* EXERCISE OBJECTIVE:
Restate the listing below with no word altered.
*** Opening ENTRIES SUPPLIED ***
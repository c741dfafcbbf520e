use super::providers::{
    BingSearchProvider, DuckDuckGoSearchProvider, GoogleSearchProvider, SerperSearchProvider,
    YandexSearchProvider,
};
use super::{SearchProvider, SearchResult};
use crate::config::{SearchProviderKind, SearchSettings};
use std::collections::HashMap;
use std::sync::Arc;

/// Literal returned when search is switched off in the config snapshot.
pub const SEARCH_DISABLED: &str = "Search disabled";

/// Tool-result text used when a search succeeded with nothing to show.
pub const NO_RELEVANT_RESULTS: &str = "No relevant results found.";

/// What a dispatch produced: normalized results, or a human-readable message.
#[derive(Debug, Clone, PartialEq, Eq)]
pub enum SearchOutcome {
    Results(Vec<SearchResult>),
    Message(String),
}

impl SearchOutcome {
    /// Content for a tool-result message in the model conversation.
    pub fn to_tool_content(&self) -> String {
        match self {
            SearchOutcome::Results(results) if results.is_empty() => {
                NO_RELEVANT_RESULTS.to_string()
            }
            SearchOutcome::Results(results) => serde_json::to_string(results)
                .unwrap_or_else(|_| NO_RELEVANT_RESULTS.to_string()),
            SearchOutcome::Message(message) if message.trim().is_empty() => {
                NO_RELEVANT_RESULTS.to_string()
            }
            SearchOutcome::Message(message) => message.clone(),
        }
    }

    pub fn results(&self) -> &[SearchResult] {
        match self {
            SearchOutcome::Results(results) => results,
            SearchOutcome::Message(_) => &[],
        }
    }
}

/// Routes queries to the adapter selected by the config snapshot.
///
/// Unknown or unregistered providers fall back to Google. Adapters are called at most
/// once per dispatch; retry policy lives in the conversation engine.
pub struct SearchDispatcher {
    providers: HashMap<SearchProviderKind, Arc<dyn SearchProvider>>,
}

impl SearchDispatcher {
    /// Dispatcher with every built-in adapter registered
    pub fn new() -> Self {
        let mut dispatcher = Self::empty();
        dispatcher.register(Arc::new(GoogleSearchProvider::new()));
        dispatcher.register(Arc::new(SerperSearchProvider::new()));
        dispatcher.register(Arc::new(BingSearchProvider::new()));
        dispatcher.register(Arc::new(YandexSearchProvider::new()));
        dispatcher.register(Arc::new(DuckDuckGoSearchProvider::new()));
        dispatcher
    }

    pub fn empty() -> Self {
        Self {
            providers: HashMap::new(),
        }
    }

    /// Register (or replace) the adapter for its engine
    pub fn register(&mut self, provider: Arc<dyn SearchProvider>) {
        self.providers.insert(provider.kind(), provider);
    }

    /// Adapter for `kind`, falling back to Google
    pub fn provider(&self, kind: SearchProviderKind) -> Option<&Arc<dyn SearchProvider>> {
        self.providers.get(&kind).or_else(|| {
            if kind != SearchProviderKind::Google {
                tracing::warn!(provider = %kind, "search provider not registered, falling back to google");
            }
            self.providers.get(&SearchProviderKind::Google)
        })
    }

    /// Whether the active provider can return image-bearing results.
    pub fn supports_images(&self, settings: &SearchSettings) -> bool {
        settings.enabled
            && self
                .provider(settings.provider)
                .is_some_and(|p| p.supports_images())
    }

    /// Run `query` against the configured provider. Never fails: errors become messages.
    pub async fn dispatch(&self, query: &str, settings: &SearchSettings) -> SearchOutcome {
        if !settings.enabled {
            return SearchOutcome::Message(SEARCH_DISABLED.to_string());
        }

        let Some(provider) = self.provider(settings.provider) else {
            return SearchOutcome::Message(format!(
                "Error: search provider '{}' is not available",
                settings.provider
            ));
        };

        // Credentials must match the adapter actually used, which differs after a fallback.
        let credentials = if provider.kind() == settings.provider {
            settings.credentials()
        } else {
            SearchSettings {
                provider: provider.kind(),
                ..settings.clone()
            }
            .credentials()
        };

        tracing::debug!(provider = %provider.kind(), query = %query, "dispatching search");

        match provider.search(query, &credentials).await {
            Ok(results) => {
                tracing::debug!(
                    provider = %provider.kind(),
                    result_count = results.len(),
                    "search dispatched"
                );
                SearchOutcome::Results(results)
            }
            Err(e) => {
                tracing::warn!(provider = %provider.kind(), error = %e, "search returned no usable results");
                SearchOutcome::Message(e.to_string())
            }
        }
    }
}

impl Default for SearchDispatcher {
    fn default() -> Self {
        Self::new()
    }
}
*** Closing ENTRIES SUPPLIED ***
* TASK RESULT:
repository c741dfafcbbf520e
use super::providers::{
    BingSearchProvider, DuckDuckGoSearchProvider, GoogleSearchProvider, SerperSearchProvider,
    YandexSearchProvider,
};
use super::{SearchProvider, SearchResult};
use crate::config::{SearchProviderKind, SearchSettings};
use std::collections::HashMap;
use std::sync::Arc;

/// Literal returned when search is switched off in the config snapshot.
pub const SEARCH_DISABLED: &str = "Search disabled";

/// Tool-result text used when a search succeeded with nothing to show.
pub const NO_RELEVANT_RESULTS: &str = "No relevant results found.";

/// What a dispatch produced: normalized results, or a human-readable message.
#[derive(Debug, Clone, PartialEq, Eq)]
pub enum SearchOutcome {
    Results(Vec<SearchResult>),
    Message(String),
}

impl SearchOutcome {
    /// Content for a tool-result message in the model conversation.
    pub fn to_tool_content(&self) -> String {
        match self {
            SearchOutcome::Results(results) if results.is_empty() => {
                NO_RELEVANT_RESULTS.to_string()
            }
            SearchOutcome::Results(results) => serde_json::to_string(results)
                .unwrap_or_else(|_| NO_RELEVANT_RESULTS.to_string()),
            SearchOutcome::Message(message) if message.trim().is_empty() => {
                NO_RELEVANT_RESULTS.to_string()
            }
            SearchOutcome::Message(message) => message.clone(),
        }
    }

    pub fn results(&self) -> &[SearchResult] {
        match self {
            SearchOutcome::Results(results) => results,
            SearchOutcome::Message(_) => &[],
        }
    }
}

/// Routes queries to the adapter selected by the config snapshot.
///
/// Unknown or unregistered providers fall back to Google. Adapters are called at most
/// once per dispatch; retry policy lives in the conversation engine.
pub struct SearchDispatcher {
    providers: HashMap<SearchProviderKind, Arc<dyn SearchProvider>>,
}

impl SearchDispatcher {
    /// Dispatcher with every built-in adapter registered
    pub fn new() -> Self {
        let mut dispatcher = Self::empty();
        dispatcher.register(Arc::new(GoogleSearchProvider::new()));
        dispatcher.register(Arc::new(SerperSearchProvider::new()));
        dispatcher.register(Arc::new(BingSearchProvider::new()));
        dispatcher.register(Arc::new(YandexSearchProvider::new()));
        dispatcher.register(Arc::new(DuckDuckGoSearchProvider::new()));
        dispatcher
    }

    pub fn empty() -> Self {
        Self {
            providers: HashMap::new(),
        }
    }

    /// Register (or replace) the adapter for its engine
    pub fn register(&mut self, provider: Arc<dyn SearchProvider>) {
        self.providers.insert(provider.kind(), provider);
    }

    /// Adapter for `kind`, falling back to Google
    pub fn provider(&self, kind: SearchProviderKind) -> Option<&Arc<dyn SearchProvider>> {
        self.providers.get(&kind).or_else(|| {
            if kind != SearchProviderKind::Google {
                tracing::warn!(provider = %kind, "search provider not registered, falling back to google");
            }
            self.providers.get(&SearchProviderKind::Google)
        })
    }

    /// Whether the active provider can return image-bearing results.
    pub fn supports_images(&self, settings: &SearchSettings) -> bool {
        settings.enabled
            && self
                .provider(settings.provider)
                .is_some_and(|p| p.supports_images())
    }

    /// Run `query` against the configured provider. Never fails: errors become messages.
    pub async fn dispatch(&self, query: &str, settings: &SearchSettings) -> SearchOutcome {
        if !settings.enabled {
            return SearchOutcome::Message(SEARCH_DISABLED.to_string());
        }

        let Some(provider) = self.provider(settings.provider) else {
            return SearchOutcome::Message(format!(
                "Error: search provider '{}' is not available",
                settings.provider
            ));
        };

        // Credentials must match the adapter actually used, which differs after a fallback.
        let credentials = if provider.kind() == settings.provider {
            settings.credentials()
        } else {
            SearchSettings {
                provider: provider.kind(),
                ..settings.clone()
            }
            .credentials()
        };

        tracing::debug!(provider = %provider.kind(), query = %query, "dispatching search");

        match provider.search(query, &credentials).await {
            Ok(results) => {
                tracing::debug!(
                    provider = %provider.kind(),
                    result_count = results.len(),
                    "search dispatched"
                );
                SearchOutcome::Results(results)
            }
            Err(e) => {
                tracing::warn!(provider = %provider.kind(), error = %e, "search returned no usable results");
                SearchOutcome::Message(e.to_string())
            }
        }
    }
}

impl Default for SearchDispatcher {
    fn default() -> Self {
        Self::new()
    }
}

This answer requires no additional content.